Your task
Search the entries below for the word "derive" and copy each line that has it.

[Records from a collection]
━━━━━━━━━━━━━━━━━━━━

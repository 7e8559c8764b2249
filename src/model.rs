use serde::{Deserialize, Serialize};

/// The fixed set of per-hole shot outcomes published by the stats table.
#[derive(Serialize, Deserialize, Clone, Copy, Debug, PartialEq, Eq, Hash, PartialOrd, Ord)]
#[serde(rename_all = "lowercase")]
pub enum ShotCategory {
    Eagle,
    Birdie,
    Par,
    Bogey,
    Double,
    Other,
}

impl ShotCategory {
    /// Iteration order used by the differ; event ordering within a hole
    /// follows this order.
    pub const ALL: [ShotCategory; 6] = [
        ShotCategory::Eagle,
        ShotCategory::Birdie,
        ShotCategory::Par,
        ShotCategory::Bogey,
        ShotCategory::Double,
        ShotCategory::Other,
    ];

    /// Scalar published for one shot moving through this category. Lowest is best.
    #[must_use]
    pub fn weight(self) -> i32 {
        match self {
            ShotCategory::Eagle => -2,
            ShotCategory::Birdie => -1,
            ShotCategory::Par => 0,
            ShotCategory::Bogey => 1,
            ShotCategory::Double => 2,
            ShotCategory::Other => 3,
        }
    }

    /// Row label as rendered in the stats table. Matching is case-sensitive.
    #[must_use]
    pub fn label(self) -> &'static str {
        match self {
            ShotCategory::Eagle => "EAGLES",
            ShotCategory::Birdie => "BIRDIES",
            ShotCategory::Par => "PARS",
            ShotCategory::Bogey => "BOGEYS",
            ShotCategory::Double => "DOUBLES",
            ShotCategory::Other => "OTHERS",
        }
    }

    #[must_use]
    pub fn from_label(label: &str) -> Option<Self> {
        Self::ALL.iter().copied().find(|c| c.label() == label)
    }
}

/// Cumulative shot counts for one hole. One field per category, so a stored
/// record can never carry a partial schema.
#[derive(Serialize, Deserialize, Clone, Copy, Debug, Default, PartialEq, Eq)]
pub struct ShotCounts {
    pub eagles: u32,
    pub birdies: u32,
    pub pars: u32,
    pub bogeys: u32,
    pub doubles: u32,
    pub others: u32,
}

impl ShotCounts {
    #[must_use]
    pub fn get(&self, category: ShotCategory) -> u32 {
        match category {
            ShotCategory::Eagle => self.eagles,
            ShotCategory::Birdie => self.birdies,
            ShotCategory::Par => self.pars,
            ShotCategory::Bogey => self.bogeys,
            ShotCategory::Double => self.doubles,
            ShotCategory::Other => self.others,
        }
    }

    pub fn set(&mut self, category: ShotCategory, count: u32) {
        match category {
            ShotCategory::Eagle => self.eagles = count,
            ShotCategory::Birdie => self.birdies = count,
            ShotCategory::Par => self.pars = count,
            ShotCategory::Bogey => self.bogeys = count,
            ShotCategory::Double => self.doubles = count,
            ShotCategory::Other => self.others = count,
        }
    }
}

/// One hole's snapshot row, identified by (tournament, course, hole).
#[derive(Serialize, Deserialize, Clone, Debug, PartialEq, Eq)]
pub struct HoleRecord {
    pub tournament: String,
    pub course: String,
    pub hole: u32,
    pub shots: ShotCounts,
}

impl HoleRecord {
    #[must_use]
    pub fn same_identity(&self, other: &HoleRecord) -> bool {
        self.tournament == other.tournament
            && self.course == other.course
            && self.hole == other.hole
    }
}

/// Diff output for one hole: where its events go, and the ordered weight
/// values to publish there.
#[derive(Clone, Debug, PartialEq, Eq)]
pub struct HoleEvents {
    pub tournament: String,
    pub course: String,
    pub hole: u32,
    pub stream_name: String,
    pub write_key: String,
    pub values: Vec<i32>,
}
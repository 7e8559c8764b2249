use crate::client::espn::DEFAULT_STATS_URL;
use crate::client::micro::DEFAULT_API_URL;
use clap::Parser;
use std::path::PathBuf;

pub fn args_checks() -> Args {
    Args::parse()
}

#[derive(Parser, Clone, Debug)]
#[command(author, version, about, long_about = None)]
pub struct Args {
    /// URL of the hole-by-hole statistics page
    #[arg(long, env = "GOLF_STATS_URL", default_value = DEFAULT_STATS_URL)]
    pub stats_url: String,

    /// Path of the persisted snapshot blob
    #[arg(long, env = "GOLF_SNAPSHOT_PATH", default_value = "golf-hole-by-hole.json")]
    pub snapshot_path: PathBuf,

    /// JSON file mapping tournament/course/hole to stream write keys.
    /// Without it every hole is a config miss and nothing is dispatched.
    #[arg(long, env = "GOLF_WRITE_KEYS")]
    pub write_keys: Option<PathBuf>,

    /// Base URL of the stream publishing API
    #[arg(long, env = "MICROPREDICTION_URL", default_value = DEFAULT_API_URL)]
    pub api_url: String,
}
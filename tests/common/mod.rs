#![allow(dead_code)]

use async_trait::async_trait;
use golf_hole_stream::error::CoreError;
use golf_hole_stream::model::HoleRecord;
use golf_hole_stream::storage::{
    EventPublisher, PageSource, PublishError, SnapshotStore, StoreError, StreamKeyResolver,
};
use std::collections::HashMap;
use std::sync::Mutex;

/// Renders a stats page in the shape the live site serves: tournament and
/// course dropdowns plus the marker table. Each row is (label, cells).
pub fn stats_page_html(tournament: &str, course: &str, rows: &[(&str, &[&str])]) -> String {
    let mut table = String::new();
    for (label, cells) in rows {
        table.push_str("<tr><td>");
        table.push_str(label);
        table.push_str("</td>");
        for cell in *cells {
            table.push_str("<td>");
            table.push_str(cell);
            table.push_str("</td>");
        }
        table.push_str("</tr>\n");
    }

    format!(
        r#"<html><body>
<select name="tournaments">
  <option value="100">Some Other Open</option>
  <option value="200" selected>{tournament}</option>
</select>
<select name="course">
  <option selected>{course}</option>
</select>
<table class="colhead"><tr><td>decoy</td></tr></table>
<table class="tablehead">
{table}
</table>
</body></html>"#
    )
}

/// Full six-category table over three holes, the baseline fixture.
pub fn full_fixture(tournament: &str, course: &str) -> String {
    stats_page_html(
        tournament,
        course,
        &[
            ("HOLE", &["1", "2", "3"]),
            ("YARDS", &["402", "575", "190"]),
            ("EAGLES", &["0", "1", "0"]),
            ("BIRDIES", &["4", "9", "2"]),
            ("PARS", &["38", "30", "41"]),
            ("BOGEYS", &["12", "8", "10"]),
            ("DOUBLES", &["1", "0", "2"]),
            ("OTHERS", &["0", "0", "1"]),
        ],
    )
}

pub struct FakePageSource {
    pub html: String,
}

#[async_trait]
impl PageSource for FakePageSource {
    async fn fetch(&self) -> Result<String, CoreError> {
        Ok(self.html.clone())
    }
}

#[derive(Default)]
pub struct MemorySnapshotStore {
    pub records: Mutex<Option<Vec<HoleRecord>>>,
    pub fail_get: bool,
    pub fail_put: bool,
    /// Suspend once inside `get` before reading, like any store that goes
    /// over the wire.
    pub slow_get: bool,
}

impl MemorySnapshotStore {
    pub fn with_previous(records: Vec<HoleRecord>) -> Self {
        Self {
            records: Mutex::new(Some(records)),
            ..Self::default()
        }
    }

    pub fn stored(&self) -> Option<Vec<HoleRecord>> {
        self.records.lock().unwrap().clone()
    }
}

#[async_trait]
impl SnapshotStore for MemorySnapshotStore {
    async fn get(&self) -> Result<Option<Vec<HoleRecord>>, StoreError> {
        if self.fail_get {
            return Err(StoreError::new("simulated load failure"));
        }
        if self.slow_get {
            tokio::task::yield_now().await;
        }
        Ok(self.records.lock().unwrap().clone())
    }

    async fn put(&self, holes: &[HoleRecord]) -> Result<(), StoreError> {
        if self.fail_put {
            return Err(StoreError::new("simulated persist failure"));
        }
        *self.records.lock().unwrap() = Some(holes.to_vec());
        Ok(())
    }
}

/// Resolver over an explicit (tournament, course, hole) map.
#[derive(Default)]
pub struct StaticKeyResolver {
    pub keys: HashMap<(String, String, u32), String>,
}

impl StaticKeyResolver {
    pub fn single(tournament: &str, course: &str, hole: u32, key: &str) -> Self {
        let mut keys = HashMap::new();
        keys.insert(
            (tournament.to_string(), course.to_string(), hole),
            key.to_string(),
        );
        Self { keys }
    }

    pub fn all_holes(tournament: &str, course: &str, holes: u32, prefix: &str) -> Self {
        let mut keys = HashMap::new();
        for hole in 1..=holes {
            keys.insert(
                (tournament.to_string(), course.to_string(), hole),
                format!("{prefix}-{hole}"),
            );
        }
        Self { keys }
    }
}

impl StreamKeyResolver for StaticKeyResolver {
    fn lookup(&self, tournament: &str, course: &str, hole: u32) -> Option<String> {
        self.keys
            .get(&(tournament.to_string(), course.to_string(), hole))
            .cloned()
    }
}

#[derive(Default)]
pub struct RecordingPublisher {
    pub calls: Mutex<Vec<(String, String, i32)>>,
    pub fail: bool,
}

impl RecordingPublisher {
    pub fn published(&self) -> Vec<(String, String, i32)> {
        self.calls.lock().unwrap().clone()
    }
}

#[async_trait]
impl EventPublisher for RecordingPublisher {
    async fn publish(
        &self,
        write_key: &str,
        stream_name: &str,
        value: i32,
    ) -> Result<(), PublishError> {
        self.calls.lock().unwrap().push((
            write_key.to_string(),
            stream_name.to_string(),
            value,
        ));
        if self.fail {
            return Err(PublishError::new("simulated publish failure"));
        }
        Ok(())
    }
}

━━━━━━━━━━━━━━━━━━━━

Problem solution
#[derive(Serialize, Deserialize, Clone, Copy, Debug, PartialEq, Eq, Hash, PartialOrd, Ord)]
#[derive(Serialize, Deserialize, Clone, Copy, Debug, Default, PartialEq, Eq)]
#[derive(Serialize, Deserialize, Clone, Debug, PartialEq, Eq)]
#[derive(Clone, Debug, PartialEq, Eq)]
#[derive(Parser, Clone, Debug)]
#[derive(Default)]
#[derive(Default)]
#[derive(Default)]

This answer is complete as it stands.